> TASK DETAILS:
Word for word, repeat each record that follows.
● ● ●
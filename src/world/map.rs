//! Ground-truth map description, loadable from TOML
//!
//! ```toml
//! size = 4
//! gold = { x = 3, y = 3 }
//! pits = [{ x = 2, y = 1 }]
//! wumpuses = []
//! moving = false
//! ```

use std::fs;
use std::path::Path;

use ahash::AHashSet;
use serde::{Deserialize, Serialize};

use crate::core::config::AgentConfig;
use crate::core::constants::{DEFAULT_WUMPUS_MOVE_INTERVAL, MAX_GRID_SIZE};
use crate::core::error::{AgentError, Result};
use crate::core::types::Coord;

/// Hidden layout of one world
#[derive(Debug, Clone, PartialEq, Eq, Serialize, Deserialize)]
pub struct WorldMap {
    pub size: u32,
    #[serde(default)]
    pub wumpuses: Vec<Coord>,
    #[serde(default)]
    pub pits: Vec<Coord>,
    pub gold: Coord,
    /// Wumpuses wander every few actions
    #[serde(default)]
    pub moving: bool,
}

impl WorldMap {
    pub fn new(size: u32, wumpuses: Vec<Coord>, pits: Vec<Coord>, gold: Coord) -> Self {
        Self {
            size,
            wumpuses,
            pits,
            gold,
            moving: false,
        }
    }

    pub fn with_moving(mut self, moving: bool) -> Self {
        self.moving = moving;
        self
    }

    pub fn entry(&self) -> Coord {
        Coord::new(0, 0)
    }

    pub fn in_bounds(&self, coord: Coord) -> bool {
        let side = self.size as i32;
        coord.x >= 0 && coord.y >= 0 && coord.x < side && coord.y < side
    }

    pub fn has_pit(&self, coord: Coord) -> bool {
        self.pits.contains(&coord)
    }

    pub fn has_wumpus(&self, coord: Coord) -> bool {
        self.wumpuses.contains(&coord)
    }

    /// Agent config carrying only what a player is told up front
    ///
    /// With `disclose_pits` the agent also learns how many pits exist.
    pub fn agent_config(&self, disclose_pits: bool) -> AgentConfig {
        let mut config = AgentConfig::for_grid(self.size, self.wumpuses.len() as u32);
        if disclose_pits {
            config.pit_count = Some(self.pits.len() as u32);
        }
        if self.moving {
            config.wumpus_move_interval = Some(DEFAULT_WUMPUS_MOVE_INTERVAL);
        }
        config
    }

    /// Check the layout is playable and self-consistent
    pub fn validate(&self) -> Result<()> {
        if self.size == 0 || self.size > MAX_GRID_SIZE {
            return Err(AgentError::InvalidConfig(format!(
                "map size ({}) must be within 1..={}",
                self.size, MAX_GRID_SIZE
            )));
        }

        let all = self
            .wumpuses
            .iter()
            .chain(self.pits.iter())
            .chain(std::iter::once(&self.gold));
        for coord in all {
            if !self.in_bounds(*coord) {
                return Err(AgentError::OutOfBounds {
                    coord: *coord,
                    size: self.size,
                });
            }
        }

        let pits: AHashSet<Coord> = self.pits.iter().copied().collect();
        if pits.len() != self.pits.len() {
            return Err(AgentError::InvalidConfig("duplicate pit coordinates".into()));
        }
        let wumpuses: AHashSet<Coord> = self.wumpuses.iter().copied().collect();
        if wumpuses.len() != self.wumpuses.len() {
            return Err(AgentError::InvalidConfig(
                "duplicate wumpus coordinates".into(),
            ));
        }

        let entry = self.entry();
        if pits.contains(&entry) || wumpuses.contains(&entry) {
            return Err(AgentError::InvalidConfig(format!(
                "entry cell {} must be free of threats",
                entry
            )));
        }
        if let Some(both) = wumpuses.intersection(&pits).next() {
            return Err(AgentError::InvalidConfig(format!(
                "wumpus placed on a pit at {}",
                both
            )));
        }
        if pits.contains(&self.gold) || wumpuses.contains(&self.gold) {
            return Err(AgentError::InvalidConfig(format!(
                "gold at {} shares a cell with a threat",
                self.gold
            )));
        }
        Ok(())
    }

    /// ASCII rendering, north row first
    pub fn render(&self) -> String {
        let side = self.size as i32;
        let mut out = String::new();
        for y in (0..side).rev() {
            for x in 0..side {
                let c = Coord::new(x, y);
                let glyph = if self.has_wumpus(c) {
                    'W'
                } else if self.has_pit(c) {
                    'P'
                } else if self.gold == c {
                    'G'
                } else {
                    '.'
                };
                out.push(glyph);
            }
            out.push('\n');
        }
        out
    }
}

/// Load a world map from a TOML file and validate it
pub fn load_world_map(path: &Path) -> Result<WorldMap> {
    let contents = fs::read_to_string(path)?;
    parse_world_map(&contents)
}

/// Parse a world map from TOML text and validate it
pub fn parse_world_map(contents: &str) -> Result<WorldMap> {
    let map: WorldMap = toml::from_str(contents)?;
    map.validate()?;
    Ok(map)
}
● ● ●
> OUTPUT FOR THIS TASK:
filename src/world/map.rs
//! Ground-truth map description, loadable from TOML
//!
//! ```toml
//! size = 4
//! gold = { x = 3, y = 3 }
//! pits = [{ x = 2, y = 1 }]
//! wumpuses = []
//! moving = false
//! ```

use std::fs;
use std::path::Path;

use ahash::AHashSet;
use serde::{Deserialize, Serialize};

use crate::core::config::AgentConfig;
use crate::core::constants::{DEFAULT_WUMPUS_MOVE_INTERVAL, MAX_GRID_SIZE};
use crate::core::error::{AgentError, Result};
use crate::core::types::Coord;

/// Hidden layout of one world
#[derive(Debug, Clone, PartialEq, Eq, Serialize, Deserialize)]
pub struct WorldMap {
    pub size: u32,
    #[serde(default)]
    pub wumpuses: Vec<Coord>,
    #[serde(default)]
    pub pits: Vec<Coord>,
    pub gold: Coord,
    /// Wumpuses wander every few actions
    #[serde(default)]
    pub moving: bool,
}

impl WorldMap {
    pub fn new(size: u32, wumpuses: Vec<Coord>, pits: Vec<Coord>, gold: Coord) -> Self {
        Self {
            size,
            wumpuses,
            pits,
            gold,
            moving: false,
        }
    }

    pub fn with_moving(mut self, moving: bool) -> Self {
        self.moving = moving;
        self
    }

    pub fn entry(&self) -> Coord {
        Coord::new(0, 0)
    }

    pub fn in_bounds(&self, coord: Coord) -> bool {
        let side = self.size as i32;
        coord.x >= 0 && coord.y >= 0 && coord.x < side && coord.y < side
    }

    pub fn has_pit(&self, coord: Coord) -> bool {
        self.pits.contains(&coord)
    }

    pub fn has_wumpus(&self, coord: Coord) -> bool {
        self.wumpuses.contains(&coord)
    }

    /// Agent config carrying only what a player is told up front
    ///
    /// With `disclose_pits` the agent also learns how many pits exist.
    pub fn agent_config(&self, disclose_pits: bool) -> AgentConfig {
        let mut config = AgentConfig::for_grid(self.size, self.wumpuses.len() as u32);
        if disclose_pits {
            config.pit_count = Some(self.pits.len() as u32);
        }
        if self.moving {
            config.wumpus_move_interval = Some(DEFAULT_WUMPUS_MOVE_INTERVAL);
        }
        config
    }

    /// Check the layout is playable and self-consistent
    pub fn validate(&self) -> Result<()> {
        if self.size == 0 || self.size > MAX_GRID_SIZE {
            return Err(AgentError::InvalidConfig(format!(
                "map size ({}) must be within 1..={}",
                self.size, MAX_GRID_SIZE
            )));
        }

        let all = self
            .wumpuses
            .iter()
            .chain(self.pits.iter())
            .chain(std::iter::once(&self.gold));
        for coord in all {
            if !self.in_bounds(*coord) {
                return Err(AgentError::OutOfBounds {
                    coord: *coord,
                    size: self.size,
                });
            }
        }

        let pits: AHashSet<Coord> = self.pits.iter().copied().collect();
        if pits.len() != self.pits.len() {
            return Err(AgentError::InvalidConfig("duplicate pit coordinates".into()));
        }
        let wumpuses: AHashSet<Coord> = self.wumpuses.iter().copied().collect();
        if wumpuses.len() != self.wumpuses.len() {
            return Err(AgentError::InvalidConfig(
                "duplicate wumpus coordinates".into(),
            ));
        }

        let entry = self.entry();
        if pits.contains(&entry) || wumpuses.contains(&entry) {
            return Err(AgentError::InvalidConfig(format!(
                "entry cell {} must be free of threats",
                entry
            )));
        }
        if let Some(both) = wumpuses.intersection(&pits).next() {
            return Err(AgentError::InvalidConfig(format!(
                "wumpus placed on a pit at {}",
                both
            )));
        }
        if pits.contains(&self.gold) || wumpuses.contains(&self.gold) {
            return Err(AgentError::InvalidConfig(format!(
                "gold at {} shares a cell with a threat",
                self.gold
            )));
        }
        Ok(())
    }

    /// ASCII rendering, north row first
    pub fn render(&self) -> String {
        let side = self.size as i32;
        let mut out = String::new();
        for y in (0..side).rev() {
            for x in 0..side {
                let c = Coord::new(x, y);
                let glyph = if self.has_wumpus(c) {
                    'W'
                } else if self.has_pit(c) {
                    'P'
                } else if self.gold == c {
                    'G'
                } else {
                    '.'
                };
                out.push(glyph);
            }
            out.push('\n');
        }
        out
    }
}

/// Load a world map from a TOML file and validate it
pub fn load_world_map(path: &Path) -> Result<WorldMap> {
    let contents = fs::read_to_string(path)?;
    parse_world_map(&contents)
}

/// Parse a world map from TOML text and validate it
pub fn parse_world_map(contents: &str) -> Result<WorldMap> {
    let map: WorldMap = toml::from_str(contents)?;
    map.validate()?;
    Ok(map)
}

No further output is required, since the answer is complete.